As it turns out, my reasoning for using rounding on the seconds was flawed. They should be truncated as you described.

(edited for spelling)
Minsk Oud
Registered User
Join date: 12 Jul 2005
Posts: 85
08-05-2005 04:01
llFloor versus typecasting should be pretty much identical in LSL. I suspect most programmers would write it (and expect it) as a typecast, because the floor function in most languages returns a floating-point value (whereas in LSL it is an integer).

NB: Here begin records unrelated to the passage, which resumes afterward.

// src/store/mod.rs
//! The authoritative follow graph and its write-through JSON file.

pub mod consistency;
pub mod storage;

pub use consistency::{ConsistencyIssue, ConsistencyReport};

use crate::error::{FollowError, Result, TargetReason};
use crate::events::{EventKind, EventLogger};
use crate::types::{
    is_valid_username, ConsistencyPolicy, Edge, RelationshipRecord, UserTable, DEFAULT_SEED,
};
use std::collections::BTreeSet;
use std::path::{Path, PathBuf};

/// Settings applied when a store is loaded.
#[derive(Debug, Clone)]
pub struct LoadOptions {
    pub seed: Vec<String>,
    pub policy: ConsistencyPolicy,
    pub events: Option<EventLogger>,
}

impl Default for LoadOptions {
    fn default() -> Self {
        Self {
            seed: DEFAULT_SEED.iter().map(ToString::to_string).collect(),
            policy: ConsistencyPolicy::default(),
            events: None,
        }
    }
}

/// Owns every user's [`RelationshipRecord`].
///
/// Each mutation updates both endpoints of the edge, then persists the whole
/// table. If persisting fails the mutation is undone, so memory and disk never
/// disagree.
#[derive(Debug, Clone, Default)]
pub struct RelationshipStore {
    users: UserTable,
    backing: Option<PathBuf>,
    events: Option<EventLogger>,
    repairs: Vec<ConsistencyIssue>,
}

impl RelationshipStore {
    /// An unpersisted store holding the given users with empty records.
    ///
    /// # Errors
    /// Returns `InvalidUsername` if any seed name is invalid.
    pub fn in_memory<I, S>(seed: I) -> Result<Self>
    where
        I: IntoIterator<Item = S>,
        S: Into<String>,
    {
        Ok(Self {
            users: seeded_table(seed)?,
            ..Self::default()
        })
    }

    /// Loads the store file at `path`, seeding a fresh directory if it does
    /// not exist yet. The file is not written until the first mutation.
    ///
    /// # Errors
    /// Returns `CorruptData` if the file does not parse, or breaks the
    /// consistency invariants under [`ConsistencyPolicy::Strict`]. Returns
    /// `Io` if it cannot be read.
    pub fn load(path: &Path, options: &LoadOptions) -> Result<Self> {
        let (mut users, seeded) = match storage::read_table(path)? {
            Some(users) => (users, false),
            None => (seeded_table(options.seed.iter().cloned())?, true),
        };

        let repairs = reconcile(&mut users, path, options.policy)?;

        let store = Self {
            users,
            backing: Some(path.to_path_buf()),
            events: options.events.clone(),
            repairs,
        };

        store.log(EventKind::StoreLoaded {
            users: store.len(),
            edges: store.edge_count(),
            seeded,
        });
        if !store.repairs.is_empty() {
            store.log(EventKind::StoreRepaired {
                fixes: store.repairs.len(),
            });
        }

        Ok(store)
    }

    /// Attaches an event log to an existing store.
    #[must_use]
    pub fn with_events(mut self, events: EventLogger) -> Self {
        self.events = Some(events);
        self
    }

    /// Issues reconciled while loading (always empty under `Strict`).
    #[must_use]
    pub fn repairs(&self) -> &[ConsistencyIssue] {
        &self.repairs
    }

    #[must_use]
    pub fn path(&self) -> Option<&Path> {
        self.backing.as_deref()
    }

    #[must_use]
    pub fn len(&self) -> usize {
        self.users.len()
    }

    #[must_use]
    pub fn is_empty(&self) -> bool {
        self.users.is_empty()
    }

    #[must_use]
    pub fn contains(&self, username: &str) -> bool {
        self.users.contains_key(username)
    }

    /// Registered usernames in sorted order.
    pub fn users(&self) -> impl Iterator<Item = &str> {
        self.users.keys().map(String::as_str)
    }

    #[must_use]
    pub fn record(&self, username: &str) -> Option<&RelationshipRecord> {
        self.users.get(username)
    }

    /// # Errors
    /// Returns `UnknownUser` if `username` is not registered.
    pub fn following(&self, username: &str) -> Result<&BTreeSet<String>> {
        self.require(username).map(RelationshipRecord::following)
    }

    /// # Errors
    /// Returns `UnknownUser` if `username` is not registered.
    pub fn followers(&self, username: &str) -> Result<&BTreeSet<String>> {
        self.require(username).map(RelationshipRecord::followers)
    }

    #[must_use]
    pub fn is_following(&self, follower: &str, followed: &str) -> bool {
        self.users
            .get(follower)
            .is_some_and(|r| r.following.contains(followed))
    }

    /// Every `follower -> followed` pair, sorted by follower then followed.
    #[must_use]
    pub fn edges(&self) -> Vec<Edge> {
        self.users
            .iter()
            .flat_map(|(name, rec)| rec.following.iter().map(move |f| Edge::new(name, f)))
            .collect()
    }

    #[must_use]
    pub fn edge_count(&self) -> usize {
        self.users.values().map(|r| r.following.len()).sum()
    }

    /// Checks the in-memory table against the invariants.
    #[must_use]
    pub fn verify(&self) -> ConsistencyReport {
        consistency::verify(&self.users)
    }

    /// Adds a user with an empty record.
    ///
    /// # Errors
    /// Returns `InvalidUsername`, `DuplicateUser`, or `Io` if persisting fails.
    pub fn register(&mut self, username: &str) -> Result<()> {
        if !is_valid_username(username) {
            return Err(FollowError::InvalidUsername(username.to_string()));
        }
        if self.contains(username) {
            return Err(FollowError::DuplicateUser(username.to_string()));
        }

        self.users
            .insert(username.to_string(), RelationshipRecord::default());

        if let Err(e) = self.persist() {
            self.users.remove(username);
            return Err(e);
        }

        self.log(EventKind::UserRegistered {
            username: username.to_string(),
        });
        Ok(())
    }

    /// Records that `follower` follows `followed`. Following twice is a no-op.
    ///
    /// # Errors
    /// Returns `InvalidTarget` for a self-follow or unregistered target,
    /// `UnknownUser` for an unregistered follower, or `Io` if persisting fails.
    pub fn follow(&mut self, follower: &str, followed: &str) -> Result<()> {
        if follower == followed {
            return Err(invalid_target(followed, TargetReason::SelfFollow));
        }
        if !self.contains(followed) {
            return Err(invalid_target(followed, TargetReason::NotRegistered));
        }
        self.require(follower)?;

        if self.is_following(follower, followed) {
            return Ok(());
        }

        self.link(follower, followed);
        if let Err(e) = self.persist() {
            self.unlink(follower, followed);
            return Err(e);
        }

        self.log(EventKind::Followed {
            follower: follower.to_string(),
            followed: followed.to_string(),
        });
        Ok(())
    }

    /// Removes the `follower -> followed` relation from both sides.
    ///
    /// # Errors
    /// Returns `NotFollowing` if the relation does not exist, or `Io` if
    /// persisting fails.
    pub fn unfollow(&mut self, follower: &str, followed: &str) -> Result<()> {
        if !self.is_following(follower, followed) {
            return Err(FollowError::NotFollowing {
                follower: follower.to_string(),
                followed: followed.to_string(),
            });
        }

        self.unlink(follower, followed);
        if let Err(e) = self.persist() {
            self.link(follower, followed);
            return Err(e);
        }

        self.log(EventKind::Unfollowed {
            follower: follower.to_string(),
            followed: followed.to_string(),
        });
        Ok(())
    }

    /// Writes the whole table to the backing file. A no-op for in-memory stores.
    ///
    /// # Errors
    /// Returns `Io` if the write fails.
    pub fn save(&self) -> Result<()> {
        self.persist()
    }

    /// Saves to `path` and makes it the backing file from now on.
    ///
    /// # Errors
    /// Returns `Io` if the write fails.
    pub fn save_as(&mut self, path: &Path) -> Result<()> {
        let previous = self.backing.replace(path.to_path_buf());
        if let Err(e) = self.persist() {
            self.backing = previous;
            return Err(e);
        }
        Ok(())
    }

    /// Saves after copying the existing file to `<name>.bak`.
    ///
    /// # Errors
    /// Returns `Io` if the backup or the write fails.
    pub fn save_with_backup(&self) -> Result<Option<PathBuf>> {
        let backup = match self.path() {
            Some(path) if storage::file_exists(path)? => Some(storage::create_backup(path)?),
            _ => None,
        };

        self.persist()?;
        Ok(backup)
    }

    fn persist(&self) -> Result<()> {
        let Some(path) = self.path() else {
            return Ok(());
        };

        match storage::write_table(path, &self.users) {
            Ok(()) => {
                self.log(EventKind::StoreSaved {
                    path: path.display().to_string(),
                    users: self.len(),
                });
                Ok(())
            }
            Err(e) => {
                self.log(EventKind::SaveFailed {
                    path: path.display().to_string(),
                    error: e.to_string(),
                });
                Err(e)
            }
        }
    }

    fn require(&self, username: &str) -> Result<&RelationshipRecord> {
        self.users
            .get(username)
            .ok_or_else(|| FollowError::UnknownUser(username.to_string()))
    }

    // Both endpoints are known to exist when these are called.
    fn link(&mut self, follower: &str, followed: &str) {
        if let Some(rec) = self.users.get_mut(follower) {
            rec.following.insert(followed.to_string());
        }
        if let Some(rec) = self.users.get_mut(followed) {
            rec.followers.insert(follower.to_string());
        }
    }

    fn unlink(&mut self, follower: &str, followed: &str) {
        if let Some(rec) = self.users.get_mut(follower) {
            rec.following.remove(followed);
        }
        if let Some(rec) = self.users.get_mut(followed) {
            rec.followers.remove(follower);
        }
    }

    fn log(&self, kind: EventKind) {
        if let Some(events) = &self.events {
            events.log(kind);
        }
    }
}

/// Runs the consistency checks against a store file without loading it as a
/// store. `None` if the file does not exist.
///
/// # Errors
/// Returns `CorruptData` if the file does not parse, or `Io` if unreadable.
pub fn inspect_file(path: &Path) -> Result<Option<ConsistencyReport>> {
    Ok(storage::read_table(path)?.map(|users| consistency::verify(&users)))
}

fn seeded_table<I, S>(seed: I) -> Result<UserTable>
where
    I: IntoIterator<Item = S>,
    S: Into<String>,
{
    let mut users = UserTable::new();
    for name in seed {
        let name = name.into();
        if !is_valid_username(&name) {
            return Err(FollowError::InvalidUsername(name));
        }
        users.entry(name).or_default();
    }
    Ok(users)
}

fn reconcile(
    users: &mut UserTable,
    path: &Path,
    policy: ConsistencyPolicy,
) -> Result<Vec<ConsistencyIssue>> {
    match policy {
        ConsistencyPolicy::Repair => Ok(consistency::repair(users)),
        ConsistencyPolicy::Strict => {
            let report = consistency::verify(users);
            if report.is_ok() {
                Ok(Vec::new())
            } else {
                Err(FollowError::CorruptData {
                    path: path.to_path_buf(),
                    detail: report.summary(),
                })
            }
        }
    }
}

fn invalid_target(target: &str, reason: TargetReason) -> FollowError {
    FollowError::InvalidTarget {
        target: target.to_string(),
        reason,
    }
}

#[cfg(test)]
mod tests {
    use super::*;

    fn store() -> RelationshipStore {
        RelationshipStore::in_memory(["Ama", "Siaw", "Bo"]).unwrap()
    }

    #[test]
    fn follow_updates_both_sides() {
        let mut s = store();
        s.follow("Bo", "Ama").unwrap();
        assert!(s.following("Bo").unwrap().contains("Ama"));
        assert!(s.followers("Ama").unwrap().contains("Bo"));
        assert!(s.verify().is_ok());
    }

    #[test]
    fn validation_order_prefers_target_errors() {
        let mut s = store();
        // Unknown follower and unknown target: the target is reported.
        assert!(matches!(
            s.follow("Nobody", "Zed"),
            Err(FollowError::InvalidTarget {
                reason: TargetReason::NotRegistered,
                ..
            })
        ));
        assert!(matches!(
            s.follow("Nobody", "Ama"),
            Err(FollowError::UnknownUser(name)) if name == "Nobody"
        ));
    }

    #[test]
    fn unfollow_by_unknown_user_is_not_following() {
        let mut s = store();
        assert!(matches!(
            s.unfollow("Nobody", "Ama"),
            Err(FollowError::NotFollowing { .. })
        ));
    }

    #[test]
    fn seed_duplicates_collapse() {
        let s = RelationshipStore::in_memory(["Ama", "Ama"]).unwrap();
        assert_eq!(s.len(), 1);
    }

    #[test]
    fn invalid_seed_is_rejected() {
        assert!(matches!(
            RelationshipStore::in_memory(["Ama", ""]),
            Err(FollowError::InvalidUsername(_))
        ));
    }

    #[test]
    fn edges_are_sorted() {
        let mut s = store();
        s.follow("Siaw", "Ama").unwrap();
        s.follow("Bo", "Siaw").unwrap();
        s.follow("Bo", "Ama").unwrap();
        let edges: Vec<String> = s.edges().iter().map(ToString::to_string).collect();
        assert_eq!(edges, ["Bo -> Ama", "Bo -> Siaw", "Siaw -> Ama"]);
        assert_eq!(s.edge_count(), 3);
    }

    #[test]
    fn in_memory_save_is_noop() {
        let s = store();
        assert!(s.save().is_ok());
        assert!(s.path().is_none());
    }
}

The 1976 and 494 constants that Strife suggested are adjusted to account for two days worth of bugs. IMO it would be a lot safer to fix the bugs and use the "right" values (it also means the code will actually work for dates back to 1970, rather than inexplicably being off).

<edit>Given that integer-seconds-from-1970 can only _represent_ 1902 through 2038, and very few implementations support earlier than 1970... mod 4 is correct. When we move to a 64-bit representation it would be worth including the full (x%4==0) && (x%100 != 0 || x%400 == 0) rule, for the moment it is just being pedantic.</edit>
Eloise Pasteur
Curious Individual
Join date: 14 Jul 2004
Posts: 1,952
08-05-2005 04:53
Although you might not be here for it the year%4==0 doesn't actually work - it generates 3 false leaps years every 400 years (terrible isn't it).

IF year%100==0 && year%400==0 then it's a leap year (like 2000 was), but 1900 wasn't and 2100, 2200 and 2300 won't be.